PROBLEM DETAILS
If a line of the records contains the word "struct", list it.

[Stored data entries]
******
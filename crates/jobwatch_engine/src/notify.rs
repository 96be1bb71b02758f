use std::time::Duration;

use jobwatch_core::{JobRecord, Notification};
use jobwatch_logging::{watch_error, watch_info};
use reqwest::header::CONTENT_TYPE;
use thiserror::Error;
use url::Url;

pub const NTFY_BASE_URL: &str = "https://ntfy.sh";

#[derive(Debug, Error)]
pub enum NotifyError {
    #[error("invalid notification endpoint: {0}")]
    Endpoint(String),
    #[error("notification request failed: {0}")]
    Transport(#[from] reqwest::Error),
    #[error("notification service returned status {0}")]
    Status(u16),
}

#[derive(Debug, Clone)]
pub struct NotifySettings {
    pub base_url: String,
    pub request_timeout: Duration,
}

impl Default for NotifySettings {
    fn default() -> Self {
        Self {
            base_url: NTFY_BASE_URL.to_string(),
            request_timeout: Duration::from_secs(20),
        }
    }
}

/// Push delivery. Failures are logged by implementations and never surface.
#[async_trait::async_trait]
pub trait Notifier: Send + Sync {
    async fn notify_job(&self, record: &JobRecord);
    async fn notify_status(&self, dashboard_link: &str);
}

/// Publishes to one ntfy topic: `POST {base_url}/{topic}` with `Title`, `Click` and `Tags` headers.
pub struct NtfyNotifier {
    topic_url: Url,
    client: reqwest::Client,
}

impl NtfyNotifier {
    pub fn new(settings: NotifySettings, topic: &str) -> Result<Self, NotifyError> {
        let mut topic_url =
            Url::parse(&settings.base_url).map_err(|err| NotifyError::Endpoint(err.to_string()))?;
        topic_url
            .path_segments_mut()
            .map_err(|_| NotifyError::Endpoint(format!("{} cannot take a path", settings.base_url)))?
            .pop_if_empty()
            .push(topic);

        let client = reqwest::Client::builder()
            .timeout(settings.request_timeout)
            .build()?;

        Ok(Self { topic_url, client })
    }

    pub async fn send(&self, notification: &Notification) -> Result<(), NotifyError> {
        let response = self
            .client
            .post(self.topic_url.clone())
            .header(CONTENT_TYPE, "text/plain; charset=utf-8")
            .header("Title", notification.title.as_str())
            .header("Click", notification.click.as_str())
            .header("Tags", notification.tags.as_str())
            .body(notification.body.clone())
            .send()
            .await?;

        let status = response.status();
        if !status.is_success() {
            return Err(NotifyError::Status(status.as_u16()));
        }
        Ok(())
    }

    async fn deliver(&self, notification: Notification) {
        match self.send(&notification).await {
            Ok(()) => watch_info!("Successfully sent notification: {}", notification.title),
            Err(err) => watch_error!(
                "Error sending notification '{}': {}",
                notification.title,
                err
            ),
        }
    }
}

#[async_trait::async_trait]
impl Notifier for NtfyNotifier {
    async fn notify_job(&self, record: &JobRecord) {
        self.deliver(Notification::job_found(record)).await;
    }

    async fn notify_status(&self, dashboard_link: &str) {
        self.deliver(Notification::nothing_found(dashboard_link)).await;
    }
}
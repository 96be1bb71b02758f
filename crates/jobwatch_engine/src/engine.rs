use std::collections::VecDeque;
use std::time::Duration;

use jobwatch_core::{update, Effect, Msg, ProcessedLinkSet, RunState, SkippedLink};
use jobwatch_logging::{watch_error, watch_info, watch_warn};
use thiserror::Error;

use crate::classify::Classifier;
use crate::fetch::PageFetcher;
use crate::notify::Notifier;
use crate::persist::LinkStore;
use crate::search::{SearchError, SearchProvider, TimeWindow};

pub const DEFAULT_QUERY: &str =
    r#""walk-in interview" AND ("fresher" OR "2025 batch") AND "developer" in Bangalore"#;

#[derive(Debug, Clone)]
pub struct RunSettings {
    pub query: String,
    pub window: TimeWindow,
    /// Pause before every page fetch.
    pub fetch_delay: Duration,
    /// Click target of the nothing-found notification.
    pub dashboard_link: String,
}

impl Default for RunSettings {
    fn default() -> Self {
        Self {
            query: DEFAULT_QUERY.to_string(),
            window: TimeWindow::PastWeek,
            fetch_delay: Duration::from_secs(1),
            dashboard_link: String::new(),
        }
    }
}

/// The collaborators a run talks to.
pub struct RunServices {
    pub search: Box<dyn SearchProvider>,
    pub fetcher: Box<dyn PageFetcher>,
    pub classifier: Box<dyn Classifier>,
    pub notifier: Box<dyn Notifier>,
    pub store: Box<dyn LinkStore>,
}

#[derive(Debug, Error)]
pub enum RunError {
    #[error("search failed: {0}")]
    Search(#[from] SearchError),
}

#[derive(Debug, Clone, PartialEq, Eq)]
pub enum Persistence {
    /// Nothing was accepted, the state file was left alone.
    Unchanged,
    Saved { added: usize },
    Failed { reason: String },
}

#[derive(Debug, Clone, PartialEq, Eq)]
pub struct RunReport {
    pub candidates: Vec<String>,
    pub accepted: Vec<String>,
    pub skipped: Vec<SkippedLink>,
    pub persistence: Persistence,
}

/// Executes one run: drives [`jobwatch_core::update`] and performs each
/// requested effect in order, one at a time.
pub struct RunEngine {
    settings: RunSettings,
    services: RunServices,
}

impl RunEngine {
    pub fn new(settings: RunSettings, services: RunServices) -> Self {
        Self { settings, services }
    }

    pub async fn run(&self) -> Result<RunReport, RunError> {
        let processed = ProcessedLinkSet::from_links(self.services.store.load());
        watch_info!("Loaded {} previously processed jobs.", processed.len());

        let mut persistence = Persistence::Unchanged;
        let mut pending = VecDeque::new();
        let (mut state, effects) = update(RunState::new(processed), Msg::Start);
        pending.extend(effects);

        while let Some(effect) = pending.pop_front() {
            let msg = self.execute(effect, &state, &mut persistence).await?;
            let (next, effects) = update(state, msg);
            state = next;
            pending.extend(effects);
        }

        Ok(RunReport {
            candidates: state.candidates().to_vec(),
            accepted: state.accepted().to_vec(),
            skipped: state.skipped().to_vec(),
            persistence,
        })
    }

    async fn execute(
        &self,
        effect: Effect,
        state: &RunState,
        persistence: &mut Persistence,
    ) -> Result<Msg, RunError> {
        let msg = match effect {
            Effect::Search => {
                let links = self
                    .services
                    .search
                    .search(&self.settings.query, self.settings.window, state.processed())
                    .await?;
                if links.is_empty() {
                    watch_info!("No new job links found in search results.");
                } else {
                    watch_info!("Found {} new, unprocessed links to check.", links.len());
                }
                Msg::SearchCompleted { links }
            }
            Effect::FetchPage { link } => {
                watch_info!("Processing link: {}", link);
                if !self.settings.fetch_delay.is_zero() {
                    tokio::time::sleep(self.settings.fetch_delay).await;
                }
                match self.services.fetcher.fetch(&link).await {
                    Ok(record) => Msg::PageFetched { record },
                    Err(err) => {
                        watch_warn!("Could not process link {}. Error: {}", link, err);
                        Msg::PageFailed {
                            link,
                            reason: err.to_string(),
                        }
                    }
                }
            }
            Effect::Classify { record } => {
                let verdict = self.services.classifier.classify(&record).await;
                Msg::Classified {
                    link: record.link,
                    verdict,
                }
            }
            Effect::NotifyJob { record } => {
                self.services.notifier.notify_job(&record).await;
                Msg::NotificationSent
            }
            Effect::PersistLinks { links } => {
                let added = state.accepted().len();
                *persistence = match self.services.store.save(&links) {
                    Ok(()) => {
                        watch_info!("Finished. Added {} new jobs to processed list.", added);
                        Persistence::Saved { added }
                    }
                    Err(err) => {
                        watch_error!("Failed to save processed links: {}", err);
                        Persistence::Failed {
                            reason: err.to_string(),
                        }
                    }
                };
                Msg::Finalized
            }
            Effect::NotifyStatus => {
                watch_info!(
                    "No new relevant jobs were found in this run. Sending a status notification."
                );
                self.services
                    .notifier
                    .notify_status(&self.settings.dashboard_link)
                    .await;
                Msg::Finalized
            }
        };
        Ok(msg)
    }
}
******
ANSWER TO THIS TASK
pub struct NotifySettings {
pub struct NtfyNotifier {
pub struct RunSettings {
pub struct RunServices {
pub struct RunReport {
pub struct RunEngine {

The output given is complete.